[Entries provided — start]
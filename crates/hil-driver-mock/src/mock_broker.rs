//! Mock resource manager: a shared pool of [`MockDevice`]s behind a broker client.

use async_trait::async_trait;
use futures::future::BoxFuture;
use hil_core::device::DeviceHandle;
use hil_core::error::{HilError, HilResult};
use hil_core::manager::{BackendFactory, ResourceManagerClient};
use hil_core::resource::{AllocationCriteria, ManagerEndpoint, ResourceDescriptor};
use std::sync::Arc;
use std::time::Duration;

use crate::common::{ErrorConfig, MockMode, TimingConfig, simulate_latency};
use crate::mock_device::MockDevice;

/// Backend id under which [`MockBackendFactory`] registers.
pub const MOCK_BACKEND_ID: &str = "mock";

// =============================================================================
// MockPool
// =============================================================================

/// Lab inventory shared by every broker client built from one factory.
///
/// Allocation claims a device atomically, so two sessions can never hold the same
/// board.
pub struct MockPool {
    devices: Vec<Arc<MockDevice>>,
    errors: ErrorConfig,
    mode: MockMode,
    timing: TimingConfig,
}

impl MockPool {
    pub fn new(devices: Vec<MockDevice>) -> Self {
        Self {
            devices: devices.into_iter().map(Arc::new).collect(),
            errors: ErrorConfig::none(),
            mode: MockMode::Instant,
            timing: TimingConfig::default(),
        }
    }

    /// Pool of default-behaving boards given as `(resource_id, platform_name)`.
    pub fn with_boards(boards: &[(&str, &str)]) -> Self {
        Self::new(
            boards
                .iter()
                .map(|(id, platform)| MockDevice::new(*id, *platform))
                .collect(),
        )
    }

    /// Inject failures into broker calls (`list_resources`, `allocate`).
    pub fn with_errors(mut self, errors: ErrorConfig) -> Self {
        self.errors = errors;
        self
    }

    /// Simulate broker round-trip latency.
    pub fn realistic(mut self, timing: TimingConfig) -> Self {
        self.mode = MockMode::Realistic;
        self.timing = timing;
        self
    }

    pub fn device(&self, resource_id: &str) -> Option<Arc<MockDevice>> {
        self.devices
            .iter()
            .find(|d| d.resource_id() == resource_id)
            .cloned()
    }

    pub fn devices(&self) -> &[Arc<MockDevice>] {
        &self.devices
    }

    pub fn descriptors(&self) -> Vec<ResourceDescriptor> {
        self.devices.iter().map(|d| d.descriptor()).collect()
    }

    pub fn allocated_count(&self) -> usize {
        self.devices.iter().filter(|d| d.is_allocated()).count()
    }

    fn claim(
        &self,
        criteria: &AllocationCriteria,
        timeout: Duration,
    ) -> HilResult<Option<Arc<MockDevice>>> {
        if let Some(target) = &criteria.target_id {
            let Some(device) = self.device(target) else {
                return Ok(None);
            };
            if !criteria.matches(&device.descriptor()) {
                return Ok(None);
            }
            if !device.try_claim(timeout) {
                return Err(HilError::AllocationConflict {
                    target_id: target.clone(),
                });
            }
            return Ok(Some(device));
        }

        Ok(self
            .devices
            .iter()
            .filter(|d| criteria.matches(&d.descriptor()))
            .find(|d| d.try_claim(timeout))
            .cloned())
    }
}

impl Default for MockPool {
    /// Three boards across two platforms.
    fn default() -> Self {
        Self::with_boards(&[
            ("0240000032044e4500257009997b00386781000097969900", "K64F"),
            ("0240000033514e450033500585d40029e981000097969900", "K64F"),
            ("07640000382c4e45004f6015e54f002f5131000097969900", "NUCLEO_F429ZI"),
        ])
    }
}

// =============================================================================
// MockBroker
// =============================================================================

/// [`ResourceManagerClient`] over a [`MockPool`].
pub struct MockBroker {
    pool: Arc<MockPool>,
    endpoint: ManagerEndpoint,
}

impl MockBroker {
    pub fn new(pool: Arc<MockPool>, endpoint: ManagerEndpoint) -> Self {
        Self { pool, endpoint }
    }

    async fn round_trip(&self, operation: &'static str) -> HilResult<()> {
        let broker_id = self.endpoint.to_string();
        self.pool
            .errors
            .check_operation(&broker_id, operation)
            .map_err(|e| HilError::Broker(e.to_string()))?;
        simulate_latency(
            self.pool.mode,
            self.pool.timing.broker_ms,
            self.endpoint.timeout,
            &broker_id,
            operation,
        )
        .await
        .map_err(|e| HilError::Broker(e.to_string()))
    }
}

#[async_trait]
impl ResourceManagerClient for MockBroker {
    async fn list_resources(&self) -> HilResult<Vec<ResourceDescriptor>> {
        self.round_trip("list_resources").await?;
        Ok(self.pool.descriptors())
    }

    async fn allocate(
        &self,
        criteria: &AllocationCriteria,
    ) -> HilResult<Option<Arc<dyn DeviceHandle>>> {
        self.round_trip("allocate").await?;
        let claimed = self.pool.claim(criteria, self.endpoint.timeout)?;
        if let Some(device) = &claimed {
            tracing::debug!(
                resource_id = %device.resource_id(),
                criteria = %criteria,
                "Mock broker allocated resource"
            );
        }
        Ok(claimed.map(|d| d as Arc<dyn DeviceHandle>))
    }
}

// =============================================================================
// MockBackendFactory
// =============================================================================

/// Factory for [`MockBroker`] clients sharing one pool.
pub struct MockBackendFactory {
    pool: Arc<MockPool>,
}

impl MockBackendFactory {
    pub fn new() -> Self {
        Self::with_pool(Arc::new(MockPool::default()))
    }

    pub fn with_pool(pool: Arc<MockPool>) -> Self {
        Self { pool }
    }

    pub fn pool(&self) -> Arc<MockPool> {
        self.pool.clone()
    }
}

impl Default for MockBackendFactory {
    fn default() -> Self {
        Self::new()
    }
}

impl BackendFactory for MockBackendFactory {
    fn backend_id(&self) -> &'static str {
        MOCK_BACKEND_ID
    }

    fn name(&self) -> &'static str {
        "In-process Mock Resource Manager"
    }

    fn build(
        &self,
        endpoint: ManagerEndpoint,
    ) -> BoxFuture<'static, HilResult<Arc<dyn ResourceManagerClient>>> {
        let pool = self.pool.clone();
        Box::pin(async move {
            tracing::debug!(endpoint = %endpoint, "Mock broker client created");
            Ok(Arc::new(MockBroker::new(pool, endpoint)) as Arc<dyn ResourceManagerClient>)
        })
    }
}
//! Error injection framework for mock devices and brokers.
//!
//! Enables configurable failures for resilience testing of session lifecycles.
//! Failures surface as [`DeviceError`]s tagged with the resource they hit.

use super::rng::MockRng;
use hil_core::error::{DeviceError, DeviceErrorKind};
use parking_lot::Mutex;
use std::collections::HashMap;
use std::sync::Arc;

/// Error injection configuration.
///
/// Operation names used by this crate: `open`, `close`, `read`, `write`, `flash`,
/// `reset`, `release`, `list_resources`, `allocate`.
#[derive(Clone, Debug)]
pub struct ErrorConfig {
    /// Per-operation failure rate (0.0 to 1.0)
    failure_rates: Arc<HashMap<&'static str, f64>>,
    scenarios: Arc<Vec<ErrorScenario>>,
    rng: Arc<MockRng>,
    state: Arc<Mutex<ErrorState>>,
}

#[derive(Debug, Clone)]
pub enum ErrorScenario {
    /// Fail every call to `operation`
    AlwaysFail { operation: &'static str },
    /// Fail after N successful operations
    FailAfterN {
        operation: &'static str,
        count: u32,
    },
    /// Timeout on specific operation
    Timeout { operation: &'static str },
    /// Link drops on first use and stays down
    CommunicationLoss,
}

#[derive(Default, Debug)]
struct ErrorState {
    operation_counts: HashMap<&'static str, u32>,
    communication_lost: bool,
}

impl ErrorConfig {
    /// No injected errors (default)
    pub fn none() -> Self {
        Self::build(HashMap::new(), Vec::new(), None)
    }

    /// Uniform random failures on every operation
    pub fn random_failures_seeded(rate: f64, seed: Option<u64>) -> Self {
        let mut rates = HashMap::new();
        rates.insert("*", rate);
        Self::build(rates, Vec::new(), seed)
    }

    pub fn scenario(scenario: ErrorScenario) -> Self {
        Self::scenarios(vec![scenario])
    }

    pub fn scenarios(scenarios: Vec<ErrorScenario>) -> Self {
        Self::build(HashMap::new(), scenarios, None)
    }

    /// Custom failure rates per operation
    pub fn with_rates(rates: HashMap<&'static str, f64>) -> Self {
        Self::build(rates, Vec::new(), None)
    }

    fn build(
        rates: HashMap<&'static str, f64>,
        scenarios: Vec<ErrorScenario>,
        seed: Option<u64>,
    ) -> Self {
        Self {
            failure_rates: Arc::new(rates),
            scenarios: Arc::new(scenarios),
            rng: Arc::new(MockRng::new(seed)),
            state: Arc::new(Mutex::new(ErrorState::default())),
        }
    }

    /// Decide whether `operation` on `resource_id` fails.
    ///
    /// Scenarios are consulted in order before the random failure rates. A lost link
    /// fails every later call until [`Self::reset`].
    pub fn check_operation(
        &self,
        resource_id: &str,
        operation: &'static str,
    ) -> Result<(), DeviceError> {
        let fail = |kind: DeviceErrorKind, message: String| {
            Err(DeviceError::new(resource_id, kind, message))
        };
        let mut state = self.state.lock();

        if state.communication_lost {
            return fail(DeviceErrorKind::Communication, "link is down".into());
        }

        for scenario in self.scenarios.iter() {
            match *scenario {
                ErrorScenario::CommunicationLoss => {
                    state.communication_lost = true;
                    return fail(
                        DeviceErrorKind::Communication,
                        format!("link dropped during '{}'", operation),
                    );
                }
                ErrorScenario::AlwaysFail { operation: op } if op == operation => {
                    return fail(
                        DeviceErrorKind::Hardware,
                        format!("injected failure on '{}'", operation),
                    );
                }
                ErrorScenario::Timeout { operation: op } if op == operation => {
                    return fail(
                        DeviceErrorKind::Timeout,
                        format!("'{}' did not complete", operation),
                    );
                }
                ErrorScenario::FailAfterN {
                    operation: op,
                    count,
                } if op == operation => {
                    let seen = state.operation_counts.entry(operation).or_default();
                    *seen += 1;
                    if *seen > count {
                        return fail(
                            DeviceErrorKind::Hardware,
                            format!("'{}' failed after {} successful calls", operation, count),
                        );
                    }
                }
                _ => {}
            }
        }
        drop(state);

        let rate = self
            .failure_rates
            .get(operation)
            .or_else(|| self.failure_rates.get("*"))
            .copied()
            .unwrap_or(0.0);
        if self.rng.should_fail(rate) {
            return fail(
                DeviceErrorKind::Hardware,
                format!("random failure on '{}'", operation),
            );
        }
        Ok(())
    }

    /// Clear counters and lost-link state
    pub fn reset(&self) {
        *self.state.lock() = ErrorState::default();
    }
}

impl Default for ErrorConfig {
    fn default() -> Self {
        Self::none()
    }
}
[Entries provided — finish]
> **Task prompt**
Wherever a line in the data above holds "MockMode", copy that line.

> **Expected output**
use crate::common::{ErrorConfig, MockMode, TimingConfig, simulate_latency};
    mode: MockMode,
            mode: MockMode::Instant,
        self.mode = MockMode::Realistic;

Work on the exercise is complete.